Au moment où j’écris ces lignes, les médias viennent d’annoncer le suicide d’un père de famille jusque-là sans histoire.

Sa femme lui a annoncé qu’elle le quittait, il a sauté dans son auto et s’est enlevé la vie. Comme ça, sans hésiter une seule seconde. Même le souvenir de ses quatre enfants n’a pas réussi à le retenir.

Le Québec détient le plus haut taux de suicide du Canada et il se classe, à cet égard, au troisième rang des pays industrialisés. Le suicide, dans notre belle province, est la première cause de mortalité chez les garçons de 15 à 29 ans. La première! Avant les accidents d’autos et les maladies!

Les hommes québécois sont visiblement mal dans leur peau. Pourtant, on ne sent aucune urgence nationale, on a même l’impression que le gouvernement ne fait rien pour régler ce problème.

Je me demande si nos élus seraient aussi apathiques si c’étaient des femmes qui se tuaient en aussi grand nombre. Poser la question, c’est un peu y répondre… Souvent (pas toujours, mais souvent), les hommes s’enlèvent la vie après s’être fait «dumper» par leur conjointe. Je m’excuse, les boys, mais c’est quoi, notre problème? Une fille se retrouve seule, elle pleure un bon coup, puis se relève les manches et continue sa vie. Un homme est dans la même situation? C’est la panique, le désespoir. La noyade.
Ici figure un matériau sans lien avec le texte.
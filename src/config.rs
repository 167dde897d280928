//! Runtime configuration
//!
//! Read once from the process environment (after `.env` is loaded by the binary).

use crate::error::AnalystError;
use crate::gemini::DEFAULT_BASE_URL;
use crate::Result;
use std::env;
use std::str::FromStr;
use std::time::Duration;

const API_KEY_PLACEHOLDER: &str = "your_google_api_key_here";

#[derive(Debug, Clone)]
pub struct AnalystConfig {
    /// Gemini key. `None` selects the deterministic fallback reasoner.
    pub api_key: Option<String>,
    pub model: String,
    /// Gemini REST root, overridable for proxies.
    pub gemini_base_url: String,
    pub chunk_size: usize,
    pub chunk_overlap: usize,
    pub retrieval_top_k: usize,
    pub reasoning_timeout: Duration,
    pub retrieval_timeout: Duration,
    pub port: u16,
}

impl Default for AnalystConfig {
    fn default() -> Self {
        Self {
            api_key: None,
            model: "gemini-1.5-flash".to_string(),
            gemini_base_url: DEFAULT_BASE_URL.to_string(),
            chunk_size: 500,
            chunk_overlap: 50,
            retrieval_top_k: 5,
            reasoning_timeout: Duration::from_secs(30),
            retrieval_timeout: Duration::from_secs(10),
            port: 8000,
        }
    }
}

impl AnalystConfig {
    pub fn from_env() -> Result<Self> {
        Self::from_lookup(|key| env::var(key).ok())
    }

    /// Build from an arbitrary key lookup. Used by `from_env` and tests.
    pub fn from_lookup<F>(lookup: F) -> Result<Self>
    where
        F: Fn(&str) -> Option<String>,
    {
        let defaults = Self::default();

        let usable_key = |name: &str| {
            lookup(name)
                .map(|k| k.trim().to_string())
                .filter(|k| !k.is_empty() && k != API_KEY_PLACEHOLDER)
        };
        let api_key = usable_key("GOOGLE_API_KEY").or_else(|| usable_key("GEMINI_API_KEY"));

        let model = lookup("ANALYST_MODEL")
            .filter(|m| !m.trim().is_empty())
            .unwrap_or(defaults.model);

        let gemini_base_url = lookup("ANALYST_GEMINI_BASE_URL")
            .map(|u| u.trim().to_string())
            .filter(|u| !u.is_empty())
            .unwrap_or(defaults.gemini_base_url);

        let chunk_size = parse_var(&lookup, "ANALYST_CHUNK_SIZE", defaults.chunk_size)?;
        let chunk_overlap = parse_var(&lookup, "ANALYST_CHUNK_OVERLAP", defaults.chunk_overlap)?;
        let retrieval_top_k = parse_var(&lookup, "ANALYST_TOP_K", defaults.retrieval_top_k)?;

        let reasoning_timeout = Duration::from_secs(parse_var(
            &lookup,
            "ANALYST_REASONING_TIMEOUT_SECS",
            defaults.reasoning_timeout.as_secs(),
        )?);
        let retrieval_timeout = Duration::from_secs(parse_var(
            &lookup,
            "ANALYST_RETRIEVAL_TIMEOUT_SECS",
            defaults.retrieval_timeout.as_secs(),
        )?);

        let port = match lookup("PORT").or_else(|| lookup("API_PORT")) {
            Some(raw) => raw.trim().parse().map_err(|_| {
                AnalystError::ConfigError(format!("PORT is not a valid port: {}", raw))
            })?,
            None => defaults.port,
        };

        let config = Self {
            api_key,
            model,
            gemini_base_url,
            chunk_size,
            chunk_overlap,
            retrieval_top_k,
            reasoning_timeout,
            retrieval_timeout,
            port,
        };

        config.validate()?;
        Ok(config)
    }

    pub fn validate(&self) -> Result<()> {
        if self.chunk_size == 0 {
            return Err(AnalystError::ConfigError(
                "chunk size must be greater than zero".to_string(),
            ));
        }

        if self.chunk_overlap >= self.chunk_size {
            return Err(AnalystError::ConfigError(format!(
                "chunk overlap ({}) must be smaller than chunk size ({})",
                self.chunk_overlap, self.chunk_size
            )));
        }

        if self.retrieval_top_k == 0 {
            return Err(AnalystError::ConfigError(
                "retrieval top-k must be at least 1".to_string(),
            ));
        }

        if self.reasoning_timeout.is_zero() || self.retrieval_timeout.is_zero() {
            return Err(AnalystError::ConfigError(
                "timeouts must be at least one second".to_string(),
            ));
        }

        Ok(())
    }

    pub fn llm_enabled(&self) -> bool {
        self.api_key.is_some()
    }
}

fn parse_var<F, T>(lookup: &F, key: &str, default: T) -> Result<T>
where
    F: Fn(&str) -> Option<String>,
    T: FromStr,
{
    match lookup(key) {
        Some(raw) => raw.trim().parse().map_err(|_| {
            AnalystError::ConfigError(format!("{} has an invalid value: {}", key, raw))
        }),
        None => Ok(default),
    }
}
On dit que les femmes sont dépendantes des hommes, qu’elles vivent dans leur regard, qu’elles ont toujours besoin de leur assentiment. Vrai. Mais cette dépendance ne pèse pas lourd en comparaison de la dépendance des hommes envers les femmes. Souvent, celles-ci quittent leur chum pour se retrouver seules. Alors que les hommes, eux, quittent presque toujours leur blonde pour une autre femme. Il n’y a pas de pause entre les deux histoires d’amour. Comme si nous, les hommes, étions incapables de supporter la solitude. Nous passons de notre mère à notre blonde, puis de notre blonde à une autre blonde. Et ainsi de suite, jusqu’à notre mort. Nous attendons toujours qu’un train passe à côté du train dans lequel nous sommes assis pour descendre et changer de direction. Nous n’arrêtons jamais à la gare.

Manque de courage? Manque de confiance en soi? Besoin insatiable d’être aimés, admirés, chouchoutés? Je l’ignore. Tout ce que je sais, c’est que, psychologiquement, l’homme est le sexe faible. L’homme québécois, s’entend. Parce qu’ailleurs, le mâle se porte plutôt bien. Mais ici, c’est la gerbe.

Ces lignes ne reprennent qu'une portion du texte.